The Coast Miwok spoke their own Coast Miwok language in the Utian linguistic group. They lived by hunting and gathering, and lived in small bands without centralized political authority. In the springtime they would head to the coasts to hunt salmon and other seafood, including seaweed. Otherwise their staple foods were primarily acorns—particularly from black and tan oak–nuts and wild game, such as deer and cottontail rabbits and black-tailed deer (Odocoileus hemionus columbianus), a coastal subspecies of the California mule deer (Odocoileus hemionus). When hunting deer, Miwok hunters traditionally used Brewer's angelica (Angelica breweri) to eliminate their own scent. Miwok did not typically hunt bears. Yerba buena tea leaves were used medicinally.

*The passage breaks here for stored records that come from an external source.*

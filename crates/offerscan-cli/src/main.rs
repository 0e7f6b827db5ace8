mod search;

use clap::{Parser, Subcommand};
use tracing_subscriber::EnvFilter;

use offerscan_core::{AppConfig, ConfigError, OfferType};

#[derive(Debug, Parser)]
#[command(name = "offerscan")]
#[command(about = "Search training offers around a location and summarise them per provider")]
struct Cli {
    #[command(subcommand)]
    command: Option<Commands>,
}

#[derive(Debug, Subcommand)]
enum Commands {
    /// Run one or more searches, merge the results, and export them
    Search(search::SearchArgs),
    /// Decode a search link and print the parameters it resolves to
    ParseLink {
        /// Search link copied from the website
        link: String,
    },
    /// List the known education-type codes
    OfferTypes,
}

#[tokio::main]
async fn main() -> anyhow::Result<()> {
    let cli = Cli::parse();
    run(cli, offerscan_core::load_app_config).await
}

/// Dispatches a parsed command. Configuration is only loaded for commands
/// that talk to the API, so a bad `OFFERSCAN_*` value cannot break the
/// offline ones.
async fn run<F>(cli: Cli, load_config: F) -> anyhow::Result<()>
where
    F: FnOnce() -> Result<AppConfig, ConfigError>,
{
    match cli.command {
        Some(Commands::Search(args)) => {
            let config = load_config()?;
            init_tracing(&config.log_level)?;
            search::run_search_command(&config, &args).await?;
        }
        Some(Commands::ParseLink { link }) => {
            let params = offerscan_core::parse_search_link(&link)?;
            search::print_parameters(&params);
        }
        Some(Commands::OfferTypes) => {
            for offer_type in OfferType::ALL {
                println!("{offer_type}");
            }
        }
        None => println!("no command given; see `offerscan --help`"),
    }

    Ok(())
}

fn init_tracing(log_level: &str) -> anyhow::Result<()> {
    let env_filter =
        EnvFilter::try_from_default_env().or_else(|_| EnvFilter::try_new(log_level))?;
    tracing_subscriber::fmt().with_env_filter(env_filter).init();
    Ok(())
}

#[cfg(test)]
mod tests;
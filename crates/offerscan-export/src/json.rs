use std::io::Write;
use std::path::Path;

use offerscan_search::MergeStore;
use serde_json::{Map, Value};

use crate::ExportError;

/// Writes the stored listings as a pretty-printed JSON object keyed by id.
///
/// # Errors
///
/// - [`ExportError::Io`] if the file cannot be created or flushed.
/// - [`ExportError::Json`] if serialization fails.
pub fn export_offers_json(path: &Path, store: &MergeStore) -> Result<(), ExportError> {
    let records: Map<String, Value> = store
        .iter()
        .map(|(id, offer)| (id.to_string(), offer.raw().clone()))
        .collect();

    let file = std::fs::File::create(path).map_err(|source| ExportError::Io {
        path: path.to_path_buf(),
        source,
    })?;
    let mut writer = std::io::BufWriter::new(file);
    serde_json::to_writer_pretty(&mut writer, &records)?;
    writer.flush().map_err(|source| ExportError::Io {
        path: path.to_path_buf(),
        source,
    })?;

    tracing::info!(path = %path.display(), records = records.len(), "exported listings");
    Ok(())
}

#[cfg(test)]
mod tests {
    use offerscan_search::{merge_run, Offer};
    use serde_json::json;

    use super::*;
    use crate::test_support::scratch_dir;

    #[test]
    fn writes_records_keyed_by_id() {
        let mut store = MergeStore::new();
        merge_run(
            vec![
                Offer::new(json!({"id": 2, "angebot": {"titel": "Köchin"}})),
                Offer::new(json!({"id": "a-1", "angebot": {"titel": "Maler"}})),
            ],
            &mut store,
        );

        let path = scratch_dir("json").join("offers.json");
        export_offers_json(&path, &store).unwrap();

        let text = std::fs::read_to_string(&path).unwrap();
        assert!(text.contains("Köchin"), "non-ASCII text should be written as is");
        let parsed: Value = serde_json::from_str(&text).unwrap();
        assert_eq!(parsed["2"]["angebot"]["titel"], "Köchin");
        assert_eq!(parsed["a-1"]["id"], "a-1");
    }

    #[cfg(target_os = "linux")]
    #[test]
    fn write_failure_on_full_device_is_reported() {
        let mut store = MergeStore::new();
        merge_run(vec![Offer::new(json!({"id": 1, "angebot": {"titel": "Koch"}}))], &mut store);

        let err = export_offers_json(Path::new("/dev/full"), &store).unwrap_err();
        assert!(
            matches!(err, ExportError::Io { .. } | ExportError::Json(_)),
            "got {err:?}"
        );
    }
}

Tattooing was a traditional practice among Coast Miwok, and they burned poison oak for a pigment. Their traditional houses, called "kotcha", were constructed with slabs of tule grass or redwood bark in a cone-shaped form.

Miwok people are skilled at basketry. A recreated Coast Miwok village called Kule Loklo is located at the Point Reyes National Seashore.

=== Cultural subdivisions ===
In C. Hart Merriam's discussions with Coast Miwok peoples, he identified three cultural tribes:

- Olamentko, pronounced O-la-MENT-ko (around Bodega Bay) and now called Olamentke
- Lekahtewutko, pronounced Lek-KAH-te-WUT-ko (in south-central Sonoma County) and now called Lekatuit
- Hookooeko, pronounced HOO-koo-EE-ko (in Marin County and southern Sonoma County), and now called Huukuiko, whom the Olamentko called Olumko, or "South People."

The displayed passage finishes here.